Work order:
Write out the whole listing exactly as it stands.

Data extracts Start Marker

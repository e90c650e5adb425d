// SPDX-License-Identifier: (MIT OR Apache-2.0)
//! Thread pool configuration.
//!
//! Environment overrides:
//! - `RESUME_WORKERS`: worker thread count (0 = available cores)
//! - `RESUME_THREAD_NAME`: worker thread name prefix

use std::thread;

pub const WORKERS_VAR: &str = "RESUME_WORKERS";
pub const THREAD_NAME_VAR: &str = "RESUME_THREAD_NAME";

/// Fallback when the core count can't be determined.
const FALLBACK_WORKERS: usize = 4;

#[derive(Debug, Clone, PartialEq, Eq)]
pub struct ExecConfig {
    /// Number of worker threads. 0 means one per available core.
    pub workers: usize,
    /// Workers are named `{thread_name}-{id}`.
    pub thread_name: String,
}

impl Default for ExecConfig {
    fn default() -> Self {
        Self {
            workers: 0,
            thread_name: "resume-worker".to_string(),
        }
    }
}

impl ExecConfig {
    /// Defaults overridden by `RESUME_WORKERS` / `RESUME_THREAD_NAME`.
    pub fn from_env() -> Self {
        Self::from_lookup(|key| std::env::var(key).ok())
    }

    /// Like `from_env`, reading variables through `lookup`. Values that
    /// don't parse are ignored.
    pub fn from_lookup<F>(lookup: F) -> Self
    where
        F: Fn(&str) -> Option<String>,
    {
        let mut config = Self::default();
        if let Some(raw) = lookup(WORKERS_VAR) {
            match raw.trim().parse::<usize>() {
                Ok(n) => config.workers = n,
                Err(_) => tracing::warn!(
                    var = WORKERS_VAR,
                    value = %raw,
                    "ignoring unparsable worker count"
                ),
            }
        }
        if let Some(name) = lookup(THREAD_NAME_VAR) {
            let name = name.trim();
            if !name.is_empty() {
                config.thread_name = name.to_string();
            }
        }
        config
    }

    pub fn with_workers(mut self, workers: usize) -> Self {
        self.workers = workers;
        self
    }

    pub fn with_thread_name(mut self, name: impl Into<String>) -> Self {
        self.thread_name = name.into();
        self
    }

    /// The worker count actually started.
    pub fn resolved_workers(&self) -> usize {
        if self.workers == 0 {
            thread::available_parallelism()
                .map(|p| p.get())
                .unwrap_or(FALLBACK_WORKERS)
        } else {
            self.workers
        }
    }
}

#[cfg(test)]
mod tests {
    use super::*;
    use std::collections::HashMap;

    fn lookup(vars: &[(&str, &str)]) -> impl Fn(&str) -> Option<String> {
        let map: HashMap<String, String> = vars
            .iter()
            .map(|(k, v)| (k.to_string(), v.to_string()))
            .collect();
        move |key| map.get(key).cloned()
    }

    #[test]
    fn defaults_without_env() {
        let config = ExecConfig::from_lookup(lookup(&[]));
        assert_eq!(config, ExecConfig::default());
        assert!(config.resolved_workers() >= 1);
    }

    #[test]
    fn reads_overrides() {
        let config = ExecConfig::from_lookup(lookup(&[
            (WORKERS_VAR, " 3 "),
            (THREAD_NAME_VAR, "sm-pool"),
        ]));
        assert_eq!(config.workers, 3);
        assert_eq!(config.resolved_workers(), 3);
        assert_eq!(config.thread_name, "sm-pool");
    }

    #[test]
    fn ignores_garbage() {
        let config = ExecConfig::from_lookup(lookup(&[
            (WORKERS_VAR, "many"),
            (THREAD_NAME_VAR, "   "),
        ]));
        assert_eq!(config, ExecConfig::default());
    }

    #[test]
    fn builders_override() {
        let config = ExecConfig::default().with_workers(2).with_thread_name("x");
        assert_eq!(config.workers, 2);
        assert_eq!(config.thread_name, "x");
    }
}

Data extracts End Marker

Task answer:
repository e90c650e5adb425d
// SPDX-License-Identifier: (MIT OR Apache-2.0)
//! Thread pool configuration.
//!
//! Environment overrides:
//! - `RESUME_WORKERS`: worker thread count (0 = available cores)
//! - `RESUME_THREAD_NAME`: worker thread name prefix

use std::thread;

pub const WORKERS_VAR: &str = "RESUME_WORKERS";
pub const THREAD_NAME_VAR: &str = "RESUME_THREAD_NAME";

/// Fallback when the core count can't be determined.
const FALLBACK_WORKERS: usize = 4;

#[derive(Debug, Clone, PartialEq, Eq)]
pub struct ExecConfig {
    /// Number of worker threads. 0 means one per available core.
    pub workers: usize,
    /// Workers are named `{thread_name}-{id}`.
    pub thread_name: String,
}

impl Default for ExecConfig {
    fn default() -> Self {
        Self {
            workers: 0,
            thread_name: "resume-worker".to_string(),
        }
    }
}

impl ExecConfig {
    /// Defaults overridden by `RESUME_WORKERS` / `RESUME_THREAD_NAME`.
    pub fn from_env() -> Self {
        Self::from_lookup(|key| std::env::var(key).ok())
    }

    /// Like `from_env`, reading variables through `lookup`. Values that
    /// don't parse are ignored.
    pub fn from_lookup<F>(lookup: F) -> Self
    where
        F: Fn(&str) -> Option<String>,
    {
        let mut config = Self::default();
        if let Some(raw) = lookup(WORKERS_VAR) {
            match raw.trim().parse::<usize>() {
                Ok(n) => config.workers = n,
                Err(_) => tracing::warn!(
                    var = WORKERS_VAR,
                    value = %raw,
                    "ignoring unparsable worker count"
                ),
            }
        }
        if let Some(name) = lookup(THREAD_NAME_VAR) {
            let name = name.trim();
            if !name.is_empty() {
                config.thread_name = name.to_string();
            }
        }
        config
    }

    pub fn with_workers(mut self, workers: usize) -> Self {
        self.workers = workers;
        self
    }

    pub fn with_thread_name(mut self, name: impl Into<String>) -> Self {
        self.thread_name = name.into();
        self
    }

    /// The worker count actually started.
    pub fn resolved_workers(&self) -> usize {
        if self.workers == 0 {
            thread::available_parallelism()
                .map(|p| p.get())
                .unwrap_or(FALLBACK_WORKERS)
        } else {
            self.workers
        }
    }
}

#[cfg(test)]
mod tests {
    use super::*;
    use std::collections::HashMap;

    fn lookup(vars: &[(&str, &str)]) -> impl Fn(&str) -> Option<String> {
        let map: HashMap<String, String> = vars
            .iter()
            .map(|(k, v)| (k.to_string(), v.to_string()))
            .collect();
        move |key| map.get(key).cloned()
    }

    #[test]
    fn defaults_without_env() {
        let config = ExecConfig::from_lookup(lookup(&[]));
        assert_eq!(config, ExecConfig::default());
        assert!(config.resolved_workers() >= 1);
    }

    #[test]
    fn reads_overrides() {
        let config = ExecConfig::from_lookup(lookup(&[
            (WORKERS_VAR, " 3 "),
            (THREAD_NAME_VAR, "sm-pool"),
        ]));
        assert_eq!(config.workers, 3);
        assert_eq!(config.resolved_workers(), 3);
        assert_eq!(config.thread_name, "sm-pool");
    }

    #[test]
    fn ignores_garbage() {
        let config = ExecConfig::from_lookup(lookup(&[
            (WORKERS_VAR, "many"),
            (THREAD_NAME_VAR, "   "),
        ]));
        assert_eq!(config, ExecConfig::default());
    }

    #[test]
    fn builders_override() {
        let config = ExecConfig::default().with_workers(2).with_thread_name("x");
        assert_eq!(config.workers, 2);
        assert_eq!(config.thread_name, "x");
    }
}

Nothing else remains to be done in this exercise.